The Egyptian ferry between reality and fairytales!

In brief, an Egyptian ferry - Al Salam Boccaccio '98- sank in the Red Sea as it was carrying 1414 passangers, who are mainly Egyptians who work in Saudi Arabia and were going home to spend vacations. Rescue operations started to MOVE 7 hours after the ship sank. I have been searching for answers to my questions in the past few days trying to reach a conclusion or to figure something out of this whole mess. I say I have reached conclusions that are not 100% sure, however, pictures of misery, frustration and anger just stress on the tragedy the victims' families suffer. Yesterday night I was about to post this entry but an Egyptian talk show (El Beit Beitak) stopped me as they were debating the ferry disaster. So here I am introducing a conclusion of what I thought and what seems to true about the ferry and what really sounds like fairytales.

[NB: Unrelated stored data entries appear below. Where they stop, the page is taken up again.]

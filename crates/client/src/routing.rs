//! Client route table and auth gating.
//!
//! Everything here is a pure function of the path and the current
//! [`AuthFlags`], so the page shell can re-run it on every navigation and on
//! every auth state change.
//!
//! ```text
//! /                        Home
//! /about /contact /shop    Public pages
//! /login                   Signed out only, else -> /
//! /register                Signed out only, else -> /login
//! /profile                 Signed in only, else -> /not-found
//! /admin                   Admin only, else -> /not-found
//! /forgot-password
//! /reset-password/:token
//! /verify-email            Signed out only, else -> /
//! /send-email/:token       Signed out only, else -> /
//! /resend-email
//! /not-found               Fallback for everything else
//! ```

use crate::session::AuthFlags;

pub const HOME: &str = "/";
pub const LOGIN: &str = "/login";
pub const NOT_FOUND: &str = "/not-found";

/// Upper bound on redirect hops; the table never chains more than two.
const MAX_REDIRECTS: usize = 4;

/// A page the client can render.
#[derive(Debug, Clone, PartialEq, Eq)]
pub enum Route {
    Home,
    About,
    Contact,
    Shop,
    Login,
    Register,
    Profile,
    Admin,
    ForgotPassword,
    ResetPassword { token: String },
    VerifyEmail,
    SendEmail { token: String },
    ResendEmail,
    NotFound,
}

/// Outcome of matching a path against the gated route table.
#[derive(Debug, Clone, PartialEq, Eq)]
pub enum Resolution {
    Render(Route),
    Redirect(&'static str),
}

impl Route {
    /// Match a path, ignoring any query string, fragment or trailing slash.
    ///
    /// Returns `None` for paths with no route.
    #[must_use]
    pub fn parse(path: &str) -> Option<Self> {
        let path = normalize(path);

        let route = match path {
            "/" => Self::Home,
            "/about" => Self::About,
            "/contact" => Self::Contact,
            "/shop" => Self::Shop,
            "/login" => Self::Login,
            "/register" => Self::Register,
            "/profile" => Self::Profile,
            "/admin" => Self::Admin,
            "/forgot-password" => Self::ForgotPassword,
            "/verify-email" => Self::VerifyEmail,
            "/resend-email" => Self::ResendEmail,
            "/not-found" => Self::NotFound,
            _ => {
                if let Some(token) = param(path, "/reset-password/") {
                    Self::ResetPassword { token }
                } else if let Some(token) = param(path, "/send-email/") {
                    Self::SendEmail { token }
                } else {
                    return None;
                }
            }
        };
        Some(route)
    }

    /// Canonical path of the route.
    #[must_use]
    pub fn path(&self) -> String {
        match self {
            Self::Home => HOME.to_string(),
            Self::About => "/about".to_string(),
            Self::Contact => "/contact".to_string(),
            Self::Shop => "/shop".to_string(),
            Self::Login => LOGIN.to_string(),
            Self::Register => "/register".to_string(),
            Self::Profile => "/profile".to_string(),
            Self::Admin => "/admin".to_string(),
            Self::ForgotPassword => "/forgot-password".to_string(),
            Self::ResetPassword { token } => format!("/reset-password/{token}"),
            Self::VerifyEmail => "/verify-email".to_string(),
            Self::SendEmail { token } => format!("/send-email/{token}"),
            Self::ResendEmail => "/resend-email".to_string(),
            Self::NotFound => NOT_FOUND.to_string(),
        }
    }
}

/// Apply the auth gates to a path.
#[must_use]
pub fn resolve(path: &str, flags: AuthFlags) -> Resolution {
    let Some(route) = Route::parse(path) else {
        return Resolution::Redirect(NOT_FOUND);
    };

    let AuthFlags {
        is_authenticated,
        is_admin,
    } = flags;

    match route {
        Route::Admin if !(is_authenticated && is_admin) => Resolution::Redirect(NOT_FOUND),
        Route::Profile if !is_authenticated => Resolution::Redirect(NOT_FOUND),
        Route::Login | Route::VerifyEmail | Route::SendEmail { .. } if is_authenticated => {
            Resolution::Redirect(HOME)
        }
        Route::Register if is_authenticated => Resolution::Redirect(LOGIN),
        route => Resolution::Render(route),
    }
}

/// Follow redirects until a route renders.
#[must_use]
pub fn navigate(path: &str, flags: AuthFlags) -> Route {
    let mut current = resolve(path, flags);
    for _ in 0..MAX_REDIRECTS {
        match current {
            Resolution::Render(route) => return route,
            Resolution::Redirect(target) => current = resolve(target, flags),
        }
    }
    tracing::warn!(path, "Redirect loop, showing not-found page");
    Route::NotFound
}

/// Which pieces of page chrome surround a path.
#[derive(Debug, Clone, Copy, PartialEq, Eq)]
pub struct Chrome {
    pub navbar: bool,
    pub footer: bool,
    pub cart: bool,
    pub location: bool,
}

impl Chrome {
    /// Paths rendered without navbar and footer.
    const BARE_PATHS: [&'static str; 6] = [
        "/login",
        "/register",
        "/not-found",
        "/verify-email",
        "/resend-email",
        "/forgot-password",
    ];
    const BARE_PREFIXES: [&'static str; 2] = ["/send-email/", "/reset-password/"];

    /// Chrome for the path as shown in the address bar.
    #[must_use]
    pub fn for_path(path: &str) -> Self {
        let path = strip_query(path);

        let shown = !Self::BARE_PATHS.contains(&path)
            && !Self::BARE_PREFIXES.iter().any(|p| path.starts_with(p));
        let cart = shown && path != "/shop";
        let location = cart && path != "/profile" && path != "/admin";

        Self {
            navbar: shown,
            footer: shown,
            cart,
            location,
        }
    }
}

fn strip_query(path: &str) -> &str {
    path.split(['?', '#']).next().unwrap_or(path)
}

fn normalize(path: &str) -> &str {
    let path = strip_query(path);
    match path.trim_end_matches('/') {
        "" => "/",
        trimmed => trimmed,
    }
}

/// The single non-empty segment after `prefix`.
fn param(path: &str, prefix: &str) -> Option<String> {
    let rest = path.strip_prefix(prefix)?;
    (!rest.is_empty() && !rest.contains('/')).then(|| rest.to_string())
}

The very first fact that strikes me very hard is that the EGYPTIAN ferry raised a PANAMANIAN flag. This fact made me a bit confused, as why an Egyptian ship should raise the flag of a country it never belonged to. Editor-in-chief of the independent al-Usbu newspaper and MP Mustafa Bakry’s statement to BBC News guided me somehow into the right direction. Al-Salam company, which owns the ferry, used to purchase used ferries from Genoa, Palermo and Greece, then repair these ships and turn them into transportation ships raising the Panamanian flags to avoid Egyptian regulations.

This leads us to the point that there might be corruption inside the company itself that resulted in the ferry tragedy. But first there are more important points about the disaster itself that need to be examined.

Stories of eye-witnesses who survived the accident say that there was fire in the garage of the ferry. One of the eye-witnesses said that he was the first to see the smoke in the garage as he was ASLEEP ON THE STAIRS to the garage. He woke up smelling smoke to his lungs (where the bloody fire alarms are?) and he called a sailor on the ferry who ran up to tell the captain. Then it seems like the fire was too big to handle (isn’t the bloody ferry equipped to face big fires?) and the ship started sinking. There are stories that the captain decided to go back to Duba (the port from which he started the journey) then changed his mind back to Safaga (the Egyptian destination port) then again back to Duba then back to Safaga then the ferry sank. This story is not assured by eye-witnesses and seems to be illogical looking at who the captain is.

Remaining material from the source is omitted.